Dopo anoressia e bulimia, anche l’ ortoressia sta diventando un disturbo alimentare sempre più diffuso. Alimentazione equilibrata e cibi sani sono importanti per la salute, ma se diventano un’ossessione possono avere effetti collaterali sul nostro benessere psicologico.

Ortoressia. Cos’è? Negli ultimi anni, l’attenzione a un’alimentazione sana e alla qualità dei cibi è diventata una vera e propria moda. Dilagano i regimi alimentari più vari e spesso diventano veri e propri stili di vita. Un esempio classico è quello della dieta vegana, ma anche la corrente gluten free sta prendendo sempre più spazio nei supermercati, nei ristoranti e nelle case.

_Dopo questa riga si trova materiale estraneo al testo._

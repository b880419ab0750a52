use clap::Parser;
use pagecast::{
    BoxError, CancellationToken, Color, ExportError, ExportPipelineBuilder, Section,
};
use std::path::{Path, PathBuf};
use std::time::Instant;
use tokio::sync::mpsc;

#[global_allocator]
static GLOBAL: mimalloc::MiMalloc = mimalloc::MiMalloc;

/// Paginates rendered images into a fixed-size PDF, slicing tall images across pages.
#[derive(Parser, Debug)]
#[command(name = "pagecast", version, about)]
struct Cli {
    /// Images to export, one section each, in order.
    inputs: Vec<PathBuf>,

    /// Output file. Defaults to a filename derived from the title and today's date.
    #[arg(short, long)]
    output: Option<PathBuf>,

    /// JSON file with export options; flags below override it.
    #[arg(short, long)]
    config: Option<PathBuf>,

    #[arg(long)]
    page_width: Option<f32>,

    #[arg(long)]
    page_height: Option<f32>,

    #[arg(long)]
    margin: Option<f32>,

    /// Lossy image quality between 0.0 and 1.0.
    #[arg(long)]
    quality: Option<f32>,

    /// Gap after each placed band, in points.
    #[arg(long)]
    gap: Option<f32>,

    /// Matte colour for transparent pixels, e.g. "#ffffff".
    #[arg(long)]
    background: Option<String>,

    #[arg(long)]
    title: Option<String>,
}

impl Cli {
    fn builder(&self) -> Result<ExportPipelineBuilder, ExportError> {
        let mut builder = ExportPipelineBuilder::new();
        if let Some(path) = &self.config {
            builder = builder.with_config_file(path)?;
        }
        let config = builder.config().clone();
        builder = builder
            .with_page_size(
                self.page_width.unwrap_or(config.page_width_pt),
                self.page_height.unwrap_or(config.page_height_pt),
            )
            .with_margin(self.margin.unwrap_or(config.margin_pt))
            .with_image_quality(self.quality.unwrap_or(config.image_quality))
            .with_gap(self.gap.unwrap_or(config.inter_section_gap_pt));
        if let Some(background) = &self.background {
            let color: Color = background.parse().map_err(ExportError::Config)?;
            builder = builder.with_background(color);
        }
        if let Some(title) = &self.title {
            builder = builder.with_title(title.clone());
        }
        Ok(builder)
    }
}

/// Decodes an image file into a section.
fn load_section(path: &Path) -> Result<Section, BoxError> {
    let image = image::open(path)
        .map_err(|e| format!("Failed to decode '{}': {}", path.display(), e))?
        .to_rgba8();
    let (width, height) = image.dimensions();
    Ok(Section::rgba(width, height, image.into_raw())?)
}

#[tokio::main]
async fn main() -> Result<(), ExportError> {
    env_logger::Builder::from_env(env_logger::Env::default().default_filter_or("info")).init();

    let cli = Cli::parse();
    let pipeline = cli.builder()?.build()?;
    let output = cli
        .output
        .clone()
        .unwrap_or_else(|| PathBuf::from(pipeline.suggested_filename()));

    // Decoding runs on a blocking thread; the channel keeps sections in input order and
    // holds at most one decoded section ahead of layout.
    let (tx, rx) = mpsc::channel::<Result<Section, BoxError>>(1);
    let inputs = cli.inputs.clone();
    let decoder = tokio::task::spawn_blocking(move || {
        for path in &inputs {
            log::info!("Decoding {}", path.display());
            let section = load_section(path);
            let failed = section.is_err();
            if tx.blocking_send(section).is_err() || failed {
                break;
            }
        }
    });

    let start = Instant::now();
    let document = pipeline.export_from(rx, &CancellationToken::new()).await?;
    decoder
        .await
        .map_err(|e| ExportError::Io(std::io::Error::other(e)))?;

    pipeline.write_file(&document, &output)?;
    log::info!(
        "Wrote {} ({} page(s)) in {:.2?}",
        output.display(),
        document.page_count(),
        start.elapsed()
    );
    Ok(())
}
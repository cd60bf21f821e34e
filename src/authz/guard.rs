use crate::errors::AppError;
use crate::jwt::AuthUser;

use super::role::Role;
use super::routing::landing_route;
use super::scope::{Scope, ScopeKind};

/// Static access requirements declared per route.
#[derive(Debug, Clone, Copy)]
pub struct GuardRequirements {
    pub roles: &'static [Role],
    pub require_scope: Option<ScopeKind>,
    /// Set on mutating routes: read-only roles are rejected even when the
    /// role and scope checks would pass.
    pub read_only_enforced: bool,
}

/// The guard predicate.
///
/// Evaluation order:
/// 1. role must be a member of the allowed set
/// 2. the session scope must satisfy the required kind; GLOBAL supersedes
///    LOCATION and DEPARTMENT requirements
/// 3. short-circuits on the first failure
///
/// An undetermined scope (`None`) fails every scope requirement.
pub fn is_allowed(req: &GuardRequirements, role: Role, scope: Option<&Scope>) -> bool {
    if !req.roles.contains(&role) {
        return false;
    }

    match req.require_scope {
        None => true,
        Some(ScopeKind::Global) => matches!(scope, Some(Scope::Global)),
        Some(ScopeKind::Location) => match scope {
            Some(Scope::Global) => true,
            Some(Scope::Location { location_id }) => !location_id.is_empty(),
            _ => false,
        },
        Some(ScopeKind::Department) => match scope {
            Some(Scope::Global) => true,
            Some(Scope::Department {
                location_id,
                department_id,
            }) => !location_id.is_empty() && !department_id.is_empty(),
            _ => false,
        },
    }
}

/// Evaluate the guard for a request and turn a denial into a 403 carrying the
/// denied user's own landing route, so the client can bounce them home
/// instead of showing a raw error page.
pub fn assert_route_access(req: &GuardRequirements, auth: &AuthUser) -> Result<(), AppError> {
    if req.read_only_enforced {
        assert_not_read_only(auth.role, "route mutation")?;
    }

    if is_allowed(req, auth.role, auth.scope.as_ref()) {
        return Ok(());
    }

    tracing::warn!(
        user_id = %auth.user_id,
        role = %auth.role,
        required_scope = ?req.require_scope,
        scope = ?auth.scope,
        "route access denied"
    );

    Err(AppError::forbidden_with_redirect(
        format!("[RBAC] Role \"{}\" is not permitted to access this resource", auth.role),
        landing_route(auth.role),
    ))
}

/// Hard override for mutations: read-only roles are blocked from every
/// mutating entry point regardless of any role/scope match. Every handler
/// that mutates state must call this before touching anything.
pub fn assert_not_read_only(role: Role, action: &str) -> Result<(), AppError> {
    if role.is_read_only() {
        tracing::warn!(role = %role, action = %action, "read-only role attempted a mutation");
        return Err(AppError::read_only(format!(
            "[RBAC] Role \"{}\" is read-only. Mutation denied.",
            role
        )));
    }
    Ok(())
}

/// Reject sessions whose derived scope disagrees with the role's canonical
/// scope kind (a CEO without `all_locations`, a department head without a
/// department, an undetermined scope).
pub fn assert_session_shape(auth: &AuthUser) -> Result<&Scope, AppError> {
    let scope = auth.scope.as_ref().ok_or_else(|| {
        AppError::scope_violation(format!(
            "[RBAC] Invalid scope: session for role \"{}\" is undetermined",
            auth.role
        ))
    })?;

    if scope.kind() != auth.role.scope_kind() {
        tracing::warn!(
            user_id = %auth.user_id,
            role = %auth.role,
            scope = ?scope.kind(),
            expected = ?auth.role.scope_kind(),
            "session scope does not match role"
        );
        return Err(AppError::scope_violation(format!(
            "[RBAC] Invalid scope: role \"{}\" requires a {:?} scope",
            auth.role,
            auth.role.scope_kind()
        )));
    }

    Ok(scope)
}

/// Location fence: global sessions pass, everyone else must match their
/// assigned location exactly.
pub fn assert_location_access(auth: &AuthUser, location_id: &str) -> Result<(), AppError> {
    let scope = assert_session_shape(auth)?;

    match scope.location_id() {
        None => Ok(()), // global
        Some(assigned) if assigned == location_id => Ok(()),
        Some(assigned) => {
            tracing::warn!(
                user_id = %auth.user_id,
                role = %auth.role,
                requested_location = %location_id,
                assigned_location = %assigned,
                "cross-location access blocked"
            );
            Err(AppError::scope_violation(format!(
                "[Scope] User cannot access location \"{}\". Assigned location: \"{}\".",
                location_id, assigned
            )))
        }
    }
}

/// Department fence: location access first, then department-scoped roles must
/// match their assigned department. Location- and global-scoped sessions may
/// reach every department inside their location fence.
pub fn assert_department_access(
    auth: &AuthUser,
    location_id: &str,
    department_id: &str,
) -> Result<(), AppError> {
    assert_location_access(auth, location_id)?;

    if let Some(assigned) = auth.scope.as_ref().and_then(Scope::department_id) {
        if assigned != department_id {
            tracing::warn!(
                user_id = %auth.user_id,
                role = %auth.role,
                requested_department = %department_id,
                assigned_department = %assigned,
                "cross-department access blocked"
            );
            return Err(AppError::scope_violation(format!(
                "[Scope] User cannot access department \"{}\". Assigned department: \"{}\".",
                department_id, assigned
            )));
        }
    }

    Ok(())
}

#[cfg(test)]
mod tests {
    use super::*;
    use crate::authz::derive_scope;

    const LOCATION_ROUTE: GuardRequirements = GuardRequirements {
        roles: &[Role::GeneralManager, Role::FinanceManager],
        require_scope: Some(ScopeKind::Location),
        read_only_enforced: false,
    };

    const GLOBAL_ROUTE: GuardRequirements = GuardRequirements {
        roles: &[Role::Ceo, Role::SystemAuditor, Role::GeneralManager],
        require_scope: Some(ScopeKind::Global),
        read_only_enforced: false,
    };

    fn location_scope(id: &str) -> Option<Scope> {
        derive_scope(false, Some(id), None)
    }

    #[test]
    fn role_outside_the_allowed_set_is_denied() {
        let scope = location_scope("loc_1");
        assert!(!is_allowed(&LOCATION_ROUTE, Role::StoreManager, scope.as_ref()));
    }

    #[test]
    fn location_requirement_passes_for_location_scope() {
        let scope = location_scope("loc_1");
        assert!(is_allowed(&LOCATION_ROUTE, Role::GeneralManager, scope.as_ref()));
    }

    #[test]
    fn global_supersedes_location_requirement() {
        assert!(is_allowed(&GLOBAL_ROUTE, Role::Ceo, Some(&Scope::Global)));

        let req = GuardRequirements {
            roles: &[Role::Ceo],
            require_scope: Some(ScopeKind::Location),
            read_only_enforced: false,
        };
        assert!(is_allowed(&req, Role::Ceo, Some(&Scope::Global)));

        let req = GuardRequirements {
            roles: &[Role::Ceo],
            require_scope: Some(ScopeKind::Department),
            read_only_enforced: false,
        };
        assert!(is_allowed(&req, Role::Ceo, Some(&Scope::Global)));
    }

    #[test]
    fn global_requirement_rejects_narrower_scopes() {
        let scope = location_scope("loc_1");
        assert!(!is_allowed(&GLOBAL_ROUTE, Role::GeneralManager, scope.as_ref()));
    }

    #[test]
    fn undetermined_scope_fails_every_requirement_but_none() {
        assert!(!is_allowed(&LOCATION_ROUTE, Role::GeneralManager, None));
        assert!(!is_allowed(&GLOBAL_ROUTE, Role::Ceo, None));

        let open = GuardRequirements {
            roles: &[Role::GeneralManager],
            require_scope: None,
            read_only_enforced: false,
        };
        assert!(is_allowed(&open, Role::GeneralManager, None));
    }

    #[test]
    fn department_requirement_needs_both_identifiers() {
        let req = GuardRequirements {
            roles: &[Role::DepartmentHead],
            require_scope: Some(ScopeKind::Department),
            read_only_enforced: false,
        };

        let full = derive_scope(false, Some("loc_1"), Some("dep_1"));
        assert!(is_allowed(&req, Role::DepartmentHead, full.as_ref()));

        // department id without a location derives to no scope at all
        let partial = derive_scope(false, None, Some("dep_1"));
        assert!(partial.is_none());
        assert!(!is_allowed(&req, Role::DepartmentHead, partial.as_ref()));
    }

    #[test]
    fn read_only_override_rejects_the_auditor() {
        assert!(assert_not_read_only(Role::SystemAuditor, "adjust stock").is_err());
        assert!(assert_not_read_only(Role::StoreManager, "adjust stock").is_ok());
    }
}
use serde::{Deserialize, Serialize};
use utoipa::ToSchema;

use super::scope::ScopeKind;

/// The closed set of back-office roles. Raw role strings from login responses
/// or stored sessions are normalized into this enum at the boundary and never
/// travel past it.
#[derive(Debug, Clone, Copy, PartialEq, Eq, Hash, Serialize, Deserialize, ToSchema)]
#[serde(rename_all = "SCREAMING_SNAKE_CASE")]
pub enum Role {
    Ceo,
    SystemAuditor,
    GeneralManager,
    DepartmentHead,
    ProcurementOfficer,
    StoreManager,
    FinanceManager,
    StoreController,
}

impl Role {
    pub const ALL: [Role; 8] = [
        Role::Ceo,
        Role::SystemAuditor,
        Role::GeneralManager,
        Role::DepartmentHead,
        Role::ProcurementOfficer,
        Role::StoreManager,
        Role::FinanceManager,
        Role::StoreController,
    ];

    /// Normalize a free-text role string into a `Role`.
    ///
    /// Accepts the canonical spellings plus the short aliases legacy auth
    /// responses used. Unknown strings yield `None` - never a default role.
    pub fn parse(raw: &str) -> Option<Role> {
        match raw.trim().to_uppercase().as_str() {
            "CEO" => Some(Role::Ceo),
            "SYSTEM_AUDITOR" | "AUDITOR" => Some(Role::SystemAuditor),
            "GENERAL_MANAGER" | "GM" => Some(Role::GeneralManager),
            "DEPARTMENT_HEAD" | "DEPT_HEAD" => Some(Role::DepartmentHead),
            "PROCUREMENT_OFFICER" | "PROCUREMENT" => Some(Role::ProcurementOfficer),
            "STORE_MANAGER" | "STORE" | "INVENTORY" => Some(Role::StoreManager),
            "FINANCE_MANAGER" | "FINANCE" => Some(Role::FinanceManager),
            "STORE_CONTROLLER" | "CONTROLLER" => Some(Role::StoreController),
            _ => None,
        }
    }

    pub fn as_str(&self) -> &'static str {
        match self {
            Role::Ceo => "CEO",
            Role::SystemAuditor => "SYSTEM_AUDITOR",
            Role::GeneralManager => "GENERAL_MANAGER",
            Role::DepartmentHead => "DEPARTMENT_HEAD",
            Role::ProcurementOfficer => "PROCUREMENT_OFFICER",
            Role::StoreManager => "STORE_MANAGER",
            Role::FinanceManager => "FINANCE_MANAGER",
            Role::StoreController => "STORE_CONTROLLER",
        }
    }

    /// Every role maps to exactly one scope kind; roles are not polymorphic
    /// across scope kinds.
    pub fn scope_kind(&self) -> ScopeKind {
        match self {
            Role::Ceo | Role::SystemAuditor => ScopeKind::Global,
            Role::DepartmentHead => ScopeKind::Department,
            Role::GeneralManager
            | Role::ProcurementOfficer
            | Role::StoreManager
            | Role::FinanceManager
            | Role::StoreController => ScopeKind::Location,
        }
    }

    /// Read-only roles may view anything inside their scope but are barred
    /// from every mutating entry point.
    pub fn is_read_only(&self) -> bool {
        matches!(self, Role::SystemAuditor)
    }
}

impl std::fmt::Display for Role {
    fn fmt(&self, f: &mut std::fmt::Formatter<'_>) -> std::fmt::Result {
        f.write_str(self.as_str())
    }
}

Tutta questa attenzione verso il cibo e i suoi effetti sulla salute ha dato vita a un nuovo disturbo alimentare denominato ortoressia. Il termine ortoressia deriva da orthos (giusto) e orexis (appetito) e definisce una vera e propria ossessione per un’alimentazione sana e equilibrata. Secondo alcuni esperti l’ ortoressia è candidata a diventare la nuova malattia della nostra società, e potrebbe a breve essere inserita nei libri di psichiatria.

L’idea di fondo a questa tendenza è che alcuni alimenti facciano male alla salute e che vadano evitati. Le fonti cui si fa riferimento sono spesso anche studi scientifici sugli effetti dannosi che alcuni alimenti possono avere sul nostro corpo e che vengono interpretati e interiorizzati fino a diventare regole inviolabili per una corretta condotta alimentare.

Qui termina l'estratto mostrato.